> [Task requirements]
Your answer should consist of each line below that includes the word "body".

> [Data to examine]
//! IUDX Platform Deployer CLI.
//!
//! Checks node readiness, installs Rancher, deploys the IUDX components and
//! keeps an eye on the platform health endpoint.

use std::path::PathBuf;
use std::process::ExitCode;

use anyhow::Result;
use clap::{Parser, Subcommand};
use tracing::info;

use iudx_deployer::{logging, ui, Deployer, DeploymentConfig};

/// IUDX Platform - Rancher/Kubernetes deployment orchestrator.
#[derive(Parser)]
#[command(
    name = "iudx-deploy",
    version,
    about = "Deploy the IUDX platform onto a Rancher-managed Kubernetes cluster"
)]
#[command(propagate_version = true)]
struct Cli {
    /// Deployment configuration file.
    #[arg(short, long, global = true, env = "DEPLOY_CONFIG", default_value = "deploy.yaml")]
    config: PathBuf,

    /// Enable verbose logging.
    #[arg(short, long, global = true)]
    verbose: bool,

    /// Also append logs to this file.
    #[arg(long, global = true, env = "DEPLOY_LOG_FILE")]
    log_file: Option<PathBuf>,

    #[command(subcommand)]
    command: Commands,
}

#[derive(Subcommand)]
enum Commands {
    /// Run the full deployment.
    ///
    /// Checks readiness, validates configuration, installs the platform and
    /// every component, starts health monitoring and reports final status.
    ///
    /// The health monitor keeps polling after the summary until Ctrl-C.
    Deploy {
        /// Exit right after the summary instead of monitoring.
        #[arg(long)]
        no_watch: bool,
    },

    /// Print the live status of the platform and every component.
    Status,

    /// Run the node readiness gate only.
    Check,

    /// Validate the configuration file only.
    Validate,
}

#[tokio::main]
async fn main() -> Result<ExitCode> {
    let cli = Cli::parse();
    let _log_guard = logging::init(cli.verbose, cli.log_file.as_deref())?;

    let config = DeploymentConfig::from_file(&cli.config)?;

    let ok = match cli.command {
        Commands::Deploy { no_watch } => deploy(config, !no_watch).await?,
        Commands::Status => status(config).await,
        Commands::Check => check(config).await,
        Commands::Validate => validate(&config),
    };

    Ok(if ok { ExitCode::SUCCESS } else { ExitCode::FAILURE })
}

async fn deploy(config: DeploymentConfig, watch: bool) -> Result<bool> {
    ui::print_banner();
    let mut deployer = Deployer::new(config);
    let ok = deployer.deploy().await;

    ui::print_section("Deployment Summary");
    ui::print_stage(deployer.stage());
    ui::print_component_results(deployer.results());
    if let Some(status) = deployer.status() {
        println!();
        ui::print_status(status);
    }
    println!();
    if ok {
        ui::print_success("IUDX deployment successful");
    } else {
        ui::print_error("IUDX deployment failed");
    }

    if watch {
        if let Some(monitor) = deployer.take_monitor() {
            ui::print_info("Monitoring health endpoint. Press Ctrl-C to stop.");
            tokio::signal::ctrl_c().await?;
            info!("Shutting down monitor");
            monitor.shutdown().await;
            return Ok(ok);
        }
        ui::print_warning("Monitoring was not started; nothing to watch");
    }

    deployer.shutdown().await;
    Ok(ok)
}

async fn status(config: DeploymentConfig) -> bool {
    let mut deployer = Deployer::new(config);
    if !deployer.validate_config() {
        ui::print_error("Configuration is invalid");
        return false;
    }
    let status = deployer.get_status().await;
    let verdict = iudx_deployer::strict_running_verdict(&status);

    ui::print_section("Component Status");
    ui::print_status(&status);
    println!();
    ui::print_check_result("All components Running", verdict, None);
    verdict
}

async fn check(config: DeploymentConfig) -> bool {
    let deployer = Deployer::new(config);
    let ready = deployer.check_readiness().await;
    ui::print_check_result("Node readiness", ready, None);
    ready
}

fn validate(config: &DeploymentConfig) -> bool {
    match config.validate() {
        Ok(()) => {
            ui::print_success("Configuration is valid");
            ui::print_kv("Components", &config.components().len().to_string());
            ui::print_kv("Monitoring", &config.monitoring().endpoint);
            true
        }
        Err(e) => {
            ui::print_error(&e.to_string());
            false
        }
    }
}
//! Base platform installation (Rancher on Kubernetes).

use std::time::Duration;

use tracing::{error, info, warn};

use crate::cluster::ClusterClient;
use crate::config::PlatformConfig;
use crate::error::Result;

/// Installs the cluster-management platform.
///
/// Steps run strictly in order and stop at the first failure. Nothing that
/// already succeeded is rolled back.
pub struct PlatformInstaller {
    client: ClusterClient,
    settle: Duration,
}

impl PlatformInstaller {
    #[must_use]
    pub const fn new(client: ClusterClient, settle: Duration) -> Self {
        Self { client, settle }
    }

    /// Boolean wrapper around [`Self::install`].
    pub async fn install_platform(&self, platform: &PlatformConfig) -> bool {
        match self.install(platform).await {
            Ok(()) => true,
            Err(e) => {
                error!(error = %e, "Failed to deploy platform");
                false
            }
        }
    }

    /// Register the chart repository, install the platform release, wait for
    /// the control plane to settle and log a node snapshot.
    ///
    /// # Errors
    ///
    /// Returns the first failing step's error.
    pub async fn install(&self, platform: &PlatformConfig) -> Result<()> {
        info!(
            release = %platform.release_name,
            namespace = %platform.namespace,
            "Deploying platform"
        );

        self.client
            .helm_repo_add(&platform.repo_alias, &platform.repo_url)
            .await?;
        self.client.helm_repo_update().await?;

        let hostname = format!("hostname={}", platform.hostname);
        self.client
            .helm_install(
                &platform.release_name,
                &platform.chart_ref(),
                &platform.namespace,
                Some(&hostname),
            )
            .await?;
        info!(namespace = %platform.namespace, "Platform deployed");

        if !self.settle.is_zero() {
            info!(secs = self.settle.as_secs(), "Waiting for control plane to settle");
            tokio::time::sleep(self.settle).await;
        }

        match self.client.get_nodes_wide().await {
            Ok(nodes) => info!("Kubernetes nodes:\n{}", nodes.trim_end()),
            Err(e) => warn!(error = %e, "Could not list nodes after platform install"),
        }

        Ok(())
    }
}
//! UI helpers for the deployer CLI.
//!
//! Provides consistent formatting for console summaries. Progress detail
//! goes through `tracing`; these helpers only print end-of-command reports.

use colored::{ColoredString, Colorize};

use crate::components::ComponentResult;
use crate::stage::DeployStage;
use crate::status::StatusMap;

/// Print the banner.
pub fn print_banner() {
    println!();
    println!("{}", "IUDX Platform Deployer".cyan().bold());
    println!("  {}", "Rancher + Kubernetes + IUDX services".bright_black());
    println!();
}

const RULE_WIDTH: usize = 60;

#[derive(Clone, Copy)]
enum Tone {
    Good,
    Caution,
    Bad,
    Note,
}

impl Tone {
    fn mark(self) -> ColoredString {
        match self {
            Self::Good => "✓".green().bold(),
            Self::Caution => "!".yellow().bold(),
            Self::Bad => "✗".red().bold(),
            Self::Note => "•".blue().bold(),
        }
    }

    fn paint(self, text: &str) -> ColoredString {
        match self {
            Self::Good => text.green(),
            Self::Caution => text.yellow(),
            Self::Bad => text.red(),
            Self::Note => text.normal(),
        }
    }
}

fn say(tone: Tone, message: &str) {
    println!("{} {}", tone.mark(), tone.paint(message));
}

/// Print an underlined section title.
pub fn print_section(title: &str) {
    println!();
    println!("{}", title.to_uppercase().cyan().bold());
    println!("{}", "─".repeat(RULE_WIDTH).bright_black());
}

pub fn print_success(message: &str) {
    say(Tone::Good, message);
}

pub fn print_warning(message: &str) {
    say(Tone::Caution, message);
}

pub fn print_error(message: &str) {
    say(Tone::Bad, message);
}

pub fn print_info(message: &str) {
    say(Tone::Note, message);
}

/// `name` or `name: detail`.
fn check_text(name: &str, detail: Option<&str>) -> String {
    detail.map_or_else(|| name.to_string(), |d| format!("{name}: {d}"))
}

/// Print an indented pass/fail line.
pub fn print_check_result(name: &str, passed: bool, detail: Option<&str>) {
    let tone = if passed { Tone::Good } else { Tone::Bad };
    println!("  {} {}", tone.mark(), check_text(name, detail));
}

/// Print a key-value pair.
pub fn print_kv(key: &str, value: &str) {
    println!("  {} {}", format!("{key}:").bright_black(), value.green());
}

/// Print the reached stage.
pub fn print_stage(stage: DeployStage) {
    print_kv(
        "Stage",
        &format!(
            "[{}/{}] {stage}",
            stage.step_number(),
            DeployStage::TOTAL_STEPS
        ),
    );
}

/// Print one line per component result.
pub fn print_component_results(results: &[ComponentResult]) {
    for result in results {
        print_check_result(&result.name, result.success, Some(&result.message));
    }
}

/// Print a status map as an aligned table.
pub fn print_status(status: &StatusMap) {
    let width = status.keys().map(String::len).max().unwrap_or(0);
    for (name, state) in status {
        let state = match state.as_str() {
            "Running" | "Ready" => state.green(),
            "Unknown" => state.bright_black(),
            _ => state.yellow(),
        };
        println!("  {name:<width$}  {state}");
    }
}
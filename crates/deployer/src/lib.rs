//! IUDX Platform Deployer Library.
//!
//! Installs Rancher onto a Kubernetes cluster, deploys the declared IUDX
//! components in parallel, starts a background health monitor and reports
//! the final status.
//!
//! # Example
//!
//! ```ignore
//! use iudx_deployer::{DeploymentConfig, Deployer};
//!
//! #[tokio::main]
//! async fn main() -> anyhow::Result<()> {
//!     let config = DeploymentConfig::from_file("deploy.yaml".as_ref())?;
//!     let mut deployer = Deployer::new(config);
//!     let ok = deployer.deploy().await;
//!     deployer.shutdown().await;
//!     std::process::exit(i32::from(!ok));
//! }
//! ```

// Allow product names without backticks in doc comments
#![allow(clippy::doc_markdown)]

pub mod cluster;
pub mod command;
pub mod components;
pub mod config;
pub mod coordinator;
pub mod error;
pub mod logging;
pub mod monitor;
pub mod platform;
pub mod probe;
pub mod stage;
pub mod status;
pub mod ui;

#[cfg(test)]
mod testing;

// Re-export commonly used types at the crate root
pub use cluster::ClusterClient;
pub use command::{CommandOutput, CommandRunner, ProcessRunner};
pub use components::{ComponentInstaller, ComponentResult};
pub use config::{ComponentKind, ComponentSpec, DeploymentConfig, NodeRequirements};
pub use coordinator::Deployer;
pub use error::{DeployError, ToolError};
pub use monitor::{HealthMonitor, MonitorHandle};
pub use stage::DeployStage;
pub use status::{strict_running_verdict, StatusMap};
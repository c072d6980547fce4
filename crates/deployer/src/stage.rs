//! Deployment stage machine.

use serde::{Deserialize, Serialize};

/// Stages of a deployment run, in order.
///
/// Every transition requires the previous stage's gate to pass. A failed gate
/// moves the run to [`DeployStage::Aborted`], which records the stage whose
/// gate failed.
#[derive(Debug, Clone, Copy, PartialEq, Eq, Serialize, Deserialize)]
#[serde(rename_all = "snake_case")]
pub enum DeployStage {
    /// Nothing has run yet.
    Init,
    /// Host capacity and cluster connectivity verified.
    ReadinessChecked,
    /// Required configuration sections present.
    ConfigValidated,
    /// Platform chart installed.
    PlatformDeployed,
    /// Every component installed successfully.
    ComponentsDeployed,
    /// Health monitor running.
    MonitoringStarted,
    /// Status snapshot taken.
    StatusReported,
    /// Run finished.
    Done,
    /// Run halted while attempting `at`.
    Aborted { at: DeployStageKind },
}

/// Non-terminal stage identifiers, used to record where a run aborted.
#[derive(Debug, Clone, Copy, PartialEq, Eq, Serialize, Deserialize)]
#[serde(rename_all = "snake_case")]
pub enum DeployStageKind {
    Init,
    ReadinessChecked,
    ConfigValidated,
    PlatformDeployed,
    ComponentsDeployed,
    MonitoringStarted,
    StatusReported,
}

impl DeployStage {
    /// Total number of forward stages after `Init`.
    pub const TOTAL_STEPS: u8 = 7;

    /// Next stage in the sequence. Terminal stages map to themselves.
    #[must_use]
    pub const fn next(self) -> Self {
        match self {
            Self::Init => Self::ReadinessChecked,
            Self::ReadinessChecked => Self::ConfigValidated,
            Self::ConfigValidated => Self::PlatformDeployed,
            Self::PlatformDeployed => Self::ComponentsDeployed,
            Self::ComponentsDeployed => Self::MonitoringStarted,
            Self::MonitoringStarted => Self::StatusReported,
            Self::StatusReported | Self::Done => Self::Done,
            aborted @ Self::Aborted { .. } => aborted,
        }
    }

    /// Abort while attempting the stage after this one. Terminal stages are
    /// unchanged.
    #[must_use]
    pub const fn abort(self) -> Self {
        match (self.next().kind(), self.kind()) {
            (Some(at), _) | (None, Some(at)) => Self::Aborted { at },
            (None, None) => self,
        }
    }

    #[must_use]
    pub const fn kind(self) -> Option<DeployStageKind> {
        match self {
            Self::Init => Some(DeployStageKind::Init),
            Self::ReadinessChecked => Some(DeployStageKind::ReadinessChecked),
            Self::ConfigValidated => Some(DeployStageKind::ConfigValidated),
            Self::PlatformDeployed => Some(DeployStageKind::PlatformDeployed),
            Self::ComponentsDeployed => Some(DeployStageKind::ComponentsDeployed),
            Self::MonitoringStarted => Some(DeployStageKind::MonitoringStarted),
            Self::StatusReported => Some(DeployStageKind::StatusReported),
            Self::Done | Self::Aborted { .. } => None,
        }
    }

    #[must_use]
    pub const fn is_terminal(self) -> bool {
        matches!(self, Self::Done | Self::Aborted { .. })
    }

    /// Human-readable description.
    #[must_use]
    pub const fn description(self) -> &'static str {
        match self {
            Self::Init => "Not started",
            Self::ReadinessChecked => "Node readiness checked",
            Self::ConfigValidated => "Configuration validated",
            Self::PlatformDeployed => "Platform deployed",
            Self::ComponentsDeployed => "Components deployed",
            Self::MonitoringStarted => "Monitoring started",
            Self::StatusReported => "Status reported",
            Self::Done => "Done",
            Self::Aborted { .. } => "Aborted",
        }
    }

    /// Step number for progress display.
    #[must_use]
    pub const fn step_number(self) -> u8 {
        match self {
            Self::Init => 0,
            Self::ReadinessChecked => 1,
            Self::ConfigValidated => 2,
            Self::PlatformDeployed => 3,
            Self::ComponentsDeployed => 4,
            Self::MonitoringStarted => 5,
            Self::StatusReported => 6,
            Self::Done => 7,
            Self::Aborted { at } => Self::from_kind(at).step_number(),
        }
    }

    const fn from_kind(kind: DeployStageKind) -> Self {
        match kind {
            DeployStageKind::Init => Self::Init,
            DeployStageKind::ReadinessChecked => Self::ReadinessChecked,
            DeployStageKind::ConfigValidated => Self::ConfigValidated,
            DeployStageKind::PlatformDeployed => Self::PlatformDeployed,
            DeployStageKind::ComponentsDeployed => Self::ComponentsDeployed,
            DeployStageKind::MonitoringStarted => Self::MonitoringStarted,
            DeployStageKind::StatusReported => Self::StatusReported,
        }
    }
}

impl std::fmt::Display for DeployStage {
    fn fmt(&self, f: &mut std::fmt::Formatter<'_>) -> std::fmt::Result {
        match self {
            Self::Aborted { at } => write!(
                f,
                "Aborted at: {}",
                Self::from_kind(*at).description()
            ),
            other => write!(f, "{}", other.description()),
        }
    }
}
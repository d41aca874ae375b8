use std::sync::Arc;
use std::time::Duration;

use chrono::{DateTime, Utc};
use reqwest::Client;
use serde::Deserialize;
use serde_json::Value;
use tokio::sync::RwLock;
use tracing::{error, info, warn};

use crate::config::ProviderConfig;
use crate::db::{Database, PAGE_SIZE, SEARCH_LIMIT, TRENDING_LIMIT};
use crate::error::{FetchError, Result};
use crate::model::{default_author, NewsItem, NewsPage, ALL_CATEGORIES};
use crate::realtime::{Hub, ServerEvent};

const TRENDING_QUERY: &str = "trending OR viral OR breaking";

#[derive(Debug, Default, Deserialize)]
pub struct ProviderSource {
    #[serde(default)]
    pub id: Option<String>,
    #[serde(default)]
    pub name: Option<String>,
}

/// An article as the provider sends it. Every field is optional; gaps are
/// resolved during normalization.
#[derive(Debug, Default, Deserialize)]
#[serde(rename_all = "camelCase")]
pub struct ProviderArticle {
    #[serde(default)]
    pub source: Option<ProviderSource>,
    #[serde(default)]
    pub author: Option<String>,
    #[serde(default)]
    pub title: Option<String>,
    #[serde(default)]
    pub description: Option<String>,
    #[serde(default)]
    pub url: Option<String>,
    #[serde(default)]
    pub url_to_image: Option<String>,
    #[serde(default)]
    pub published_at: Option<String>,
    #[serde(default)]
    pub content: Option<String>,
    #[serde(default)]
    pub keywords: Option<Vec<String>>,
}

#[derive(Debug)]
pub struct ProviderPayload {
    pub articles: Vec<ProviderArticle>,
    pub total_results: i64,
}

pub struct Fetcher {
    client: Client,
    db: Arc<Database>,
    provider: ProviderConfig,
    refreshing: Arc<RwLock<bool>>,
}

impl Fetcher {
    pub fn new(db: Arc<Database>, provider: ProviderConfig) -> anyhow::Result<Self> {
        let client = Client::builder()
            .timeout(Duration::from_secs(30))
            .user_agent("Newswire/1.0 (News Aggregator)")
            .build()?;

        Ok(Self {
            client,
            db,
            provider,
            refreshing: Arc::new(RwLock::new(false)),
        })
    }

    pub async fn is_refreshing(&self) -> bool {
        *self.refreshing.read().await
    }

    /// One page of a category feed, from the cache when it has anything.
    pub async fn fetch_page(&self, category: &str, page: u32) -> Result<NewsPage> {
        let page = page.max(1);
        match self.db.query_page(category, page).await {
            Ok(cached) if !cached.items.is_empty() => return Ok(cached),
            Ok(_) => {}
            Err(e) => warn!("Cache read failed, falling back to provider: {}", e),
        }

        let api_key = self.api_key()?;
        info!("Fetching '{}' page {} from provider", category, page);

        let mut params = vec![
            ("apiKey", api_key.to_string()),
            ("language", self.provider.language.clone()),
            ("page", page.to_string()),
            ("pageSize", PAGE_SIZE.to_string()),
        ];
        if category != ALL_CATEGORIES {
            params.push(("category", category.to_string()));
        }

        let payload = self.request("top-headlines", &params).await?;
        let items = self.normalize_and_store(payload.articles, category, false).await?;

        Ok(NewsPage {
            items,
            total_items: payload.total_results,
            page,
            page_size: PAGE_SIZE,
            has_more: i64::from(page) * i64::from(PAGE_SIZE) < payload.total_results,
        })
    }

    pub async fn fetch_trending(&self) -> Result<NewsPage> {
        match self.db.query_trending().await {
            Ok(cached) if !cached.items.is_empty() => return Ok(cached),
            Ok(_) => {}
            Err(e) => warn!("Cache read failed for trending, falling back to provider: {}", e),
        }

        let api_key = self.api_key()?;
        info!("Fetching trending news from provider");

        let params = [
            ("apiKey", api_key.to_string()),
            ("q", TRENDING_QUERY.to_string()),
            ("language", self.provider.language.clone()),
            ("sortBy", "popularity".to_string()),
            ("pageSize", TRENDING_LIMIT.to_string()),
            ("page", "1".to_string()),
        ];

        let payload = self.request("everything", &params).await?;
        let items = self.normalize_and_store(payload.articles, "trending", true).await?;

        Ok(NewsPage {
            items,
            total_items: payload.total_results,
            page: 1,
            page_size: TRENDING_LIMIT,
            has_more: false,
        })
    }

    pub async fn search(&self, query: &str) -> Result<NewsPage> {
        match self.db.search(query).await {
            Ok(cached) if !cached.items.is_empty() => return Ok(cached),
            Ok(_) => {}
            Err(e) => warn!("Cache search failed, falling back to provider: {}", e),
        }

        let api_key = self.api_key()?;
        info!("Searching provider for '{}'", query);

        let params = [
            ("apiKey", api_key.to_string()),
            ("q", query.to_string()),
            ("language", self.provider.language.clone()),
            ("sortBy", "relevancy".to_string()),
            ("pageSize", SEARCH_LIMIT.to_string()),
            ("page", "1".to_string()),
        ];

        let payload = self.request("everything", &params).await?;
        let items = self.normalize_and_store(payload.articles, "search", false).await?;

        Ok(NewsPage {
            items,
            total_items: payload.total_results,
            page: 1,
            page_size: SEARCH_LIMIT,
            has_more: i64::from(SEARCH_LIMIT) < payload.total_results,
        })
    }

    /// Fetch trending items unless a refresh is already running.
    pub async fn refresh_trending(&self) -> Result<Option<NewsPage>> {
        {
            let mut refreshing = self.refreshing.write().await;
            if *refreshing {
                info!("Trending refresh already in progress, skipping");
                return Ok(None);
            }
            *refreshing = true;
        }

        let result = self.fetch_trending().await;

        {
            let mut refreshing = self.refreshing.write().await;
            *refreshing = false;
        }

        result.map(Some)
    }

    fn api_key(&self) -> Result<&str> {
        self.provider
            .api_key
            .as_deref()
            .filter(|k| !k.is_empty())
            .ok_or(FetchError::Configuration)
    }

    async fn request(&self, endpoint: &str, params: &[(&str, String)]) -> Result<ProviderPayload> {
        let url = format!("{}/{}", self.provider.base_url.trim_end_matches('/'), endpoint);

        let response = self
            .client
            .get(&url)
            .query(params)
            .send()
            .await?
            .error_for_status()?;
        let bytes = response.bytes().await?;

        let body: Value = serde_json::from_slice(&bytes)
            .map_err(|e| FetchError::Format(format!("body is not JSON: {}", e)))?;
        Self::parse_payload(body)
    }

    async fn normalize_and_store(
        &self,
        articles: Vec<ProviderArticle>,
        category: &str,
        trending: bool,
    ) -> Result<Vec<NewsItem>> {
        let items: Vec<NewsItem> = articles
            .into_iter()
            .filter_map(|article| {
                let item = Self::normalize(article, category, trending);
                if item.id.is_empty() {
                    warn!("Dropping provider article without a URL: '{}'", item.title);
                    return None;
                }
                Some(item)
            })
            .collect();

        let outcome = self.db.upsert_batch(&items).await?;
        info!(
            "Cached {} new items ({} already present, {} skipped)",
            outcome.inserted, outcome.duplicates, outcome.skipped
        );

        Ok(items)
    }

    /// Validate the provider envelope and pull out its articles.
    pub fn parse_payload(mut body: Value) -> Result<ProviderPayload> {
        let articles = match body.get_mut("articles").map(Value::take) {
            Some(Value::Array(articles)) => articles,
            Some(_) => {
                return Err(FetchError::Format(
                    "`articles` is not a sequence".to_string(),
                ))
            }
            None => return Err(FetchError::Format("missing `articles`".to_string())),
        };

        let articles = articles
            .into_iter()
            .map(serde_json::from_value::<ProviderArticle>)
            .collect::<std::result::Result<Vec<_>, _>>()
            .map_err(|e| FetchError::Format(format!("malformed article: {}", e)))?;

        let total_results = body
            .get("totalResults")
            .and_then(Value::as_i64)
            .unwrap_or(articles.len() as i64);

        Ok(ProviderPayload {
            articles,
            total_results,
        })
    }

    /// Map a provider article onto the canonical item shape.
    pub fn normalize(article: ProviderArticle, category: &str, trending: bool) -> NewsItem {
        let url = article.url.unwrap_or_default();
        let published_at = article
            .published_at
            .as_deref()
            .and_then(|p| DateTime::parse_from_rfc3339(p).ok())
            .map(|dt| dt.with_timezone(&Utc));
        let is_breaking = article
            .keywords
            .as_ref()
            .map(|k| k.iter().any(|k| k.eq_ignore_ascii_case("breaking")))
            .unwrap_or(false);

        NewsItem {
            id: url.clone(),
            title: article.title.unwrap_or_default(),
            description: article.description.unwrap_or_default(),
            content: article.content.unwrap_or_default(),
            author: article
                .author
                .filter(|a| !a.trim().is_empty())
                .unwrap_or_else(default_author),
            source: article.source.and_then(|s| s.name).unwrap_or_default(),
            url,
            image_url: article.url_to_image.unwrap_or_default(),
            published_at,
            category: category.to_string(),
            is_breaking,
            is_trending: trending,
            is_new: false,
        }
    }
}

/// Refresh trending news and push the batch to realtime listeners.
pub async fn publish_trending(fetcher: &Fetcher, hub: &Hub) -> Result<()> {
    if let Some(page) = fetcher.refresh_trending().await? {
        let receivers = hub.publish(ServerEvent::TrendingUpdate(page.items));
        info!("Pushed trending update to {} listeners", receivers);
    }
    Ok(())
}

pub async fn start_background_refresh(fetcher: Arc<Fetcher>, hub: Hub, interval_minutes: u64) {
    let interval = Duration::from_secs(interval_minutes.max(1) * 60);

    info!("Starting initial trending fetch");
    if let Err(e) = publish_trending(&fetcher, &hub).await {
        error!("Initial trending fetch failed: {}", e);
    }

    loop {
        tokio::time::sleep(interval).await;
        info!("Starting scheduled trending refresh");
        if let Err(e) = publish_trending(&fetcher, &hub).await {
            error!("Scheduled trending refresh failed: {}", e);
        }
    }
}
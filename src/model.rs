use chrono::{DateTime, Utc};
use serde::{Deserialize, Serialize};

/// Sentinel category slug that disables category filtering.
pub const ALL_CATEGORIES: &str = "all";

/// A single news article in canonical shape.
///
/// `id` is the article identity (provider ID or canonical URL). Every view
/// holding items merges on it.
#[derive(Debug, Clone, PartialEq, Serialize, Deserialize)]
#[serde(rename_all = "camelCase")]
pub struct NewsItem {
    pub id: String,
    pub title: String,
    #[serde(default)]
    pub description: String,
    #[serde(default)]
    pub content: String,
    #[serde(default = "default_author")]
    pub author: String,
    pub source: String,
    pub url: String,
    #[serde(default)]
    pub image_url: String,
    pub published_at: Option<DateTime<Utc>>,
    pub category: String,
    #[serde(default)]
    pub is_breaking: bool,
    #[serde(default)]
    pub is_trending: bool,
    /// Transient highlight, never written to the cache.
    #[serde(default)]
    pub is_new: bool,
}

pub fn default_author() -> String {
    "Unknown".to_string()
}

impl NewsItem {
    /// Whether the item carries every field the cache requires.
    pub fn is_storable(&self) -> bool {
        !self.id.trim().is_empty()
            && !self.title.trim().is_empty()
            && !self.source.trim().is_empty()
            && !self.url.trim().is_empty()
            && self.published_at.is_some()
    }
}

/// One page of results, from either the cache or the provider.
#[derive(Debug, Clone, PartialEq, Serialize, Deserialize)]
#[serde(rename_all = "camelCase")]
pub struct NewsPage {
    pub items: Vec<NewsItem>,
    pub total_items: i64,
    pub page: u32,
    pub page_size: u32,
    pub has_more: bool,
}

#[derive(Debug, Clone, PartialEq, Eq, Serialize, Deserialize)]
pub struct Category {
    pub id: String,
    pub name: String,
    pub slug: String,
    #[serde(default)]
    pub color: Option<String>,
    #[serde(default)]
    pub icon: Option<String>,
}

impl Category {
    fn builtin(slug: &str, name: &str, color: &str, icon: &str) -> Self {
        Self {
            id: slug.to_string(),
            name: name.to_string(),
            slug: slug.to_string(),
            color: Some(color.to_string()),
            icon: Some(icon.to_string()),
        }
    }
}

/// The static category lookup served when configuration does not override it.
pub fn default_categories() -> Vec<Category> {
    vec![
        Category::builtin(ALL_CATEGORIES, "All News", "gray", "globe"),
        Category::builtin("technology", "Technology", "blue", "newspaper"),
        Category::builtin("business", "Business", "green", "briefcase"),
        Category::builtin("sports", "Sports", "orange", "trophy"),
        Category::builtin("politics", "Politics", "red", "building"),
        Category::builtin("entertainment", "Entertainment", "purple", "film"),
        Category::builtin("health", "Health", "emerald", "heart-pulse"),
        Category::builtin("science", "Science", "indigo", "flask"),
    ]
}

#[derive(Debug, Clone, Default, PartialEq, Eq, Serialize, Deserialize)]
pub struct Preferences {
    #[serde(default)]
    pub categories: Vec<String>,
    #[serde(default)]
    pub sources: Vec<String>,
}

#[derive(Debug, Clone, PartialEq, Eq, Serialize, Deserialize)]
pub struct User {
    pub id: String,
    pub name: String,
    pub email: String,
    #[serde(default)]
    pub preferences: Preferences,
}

> [Response area]
        let body: Value = serde_json::from_slice(&bytes)
            .map_err(|e| FetchError::Format(format!("body is not JSON: {}", e)))?;
        Self::parse_payload(body)
    pub fn parse_payload(mut body: Value) -> Result<ProviderPayload> {
        let articles = match body.get_mut("articles").map(Value::take) {
        let total_results = body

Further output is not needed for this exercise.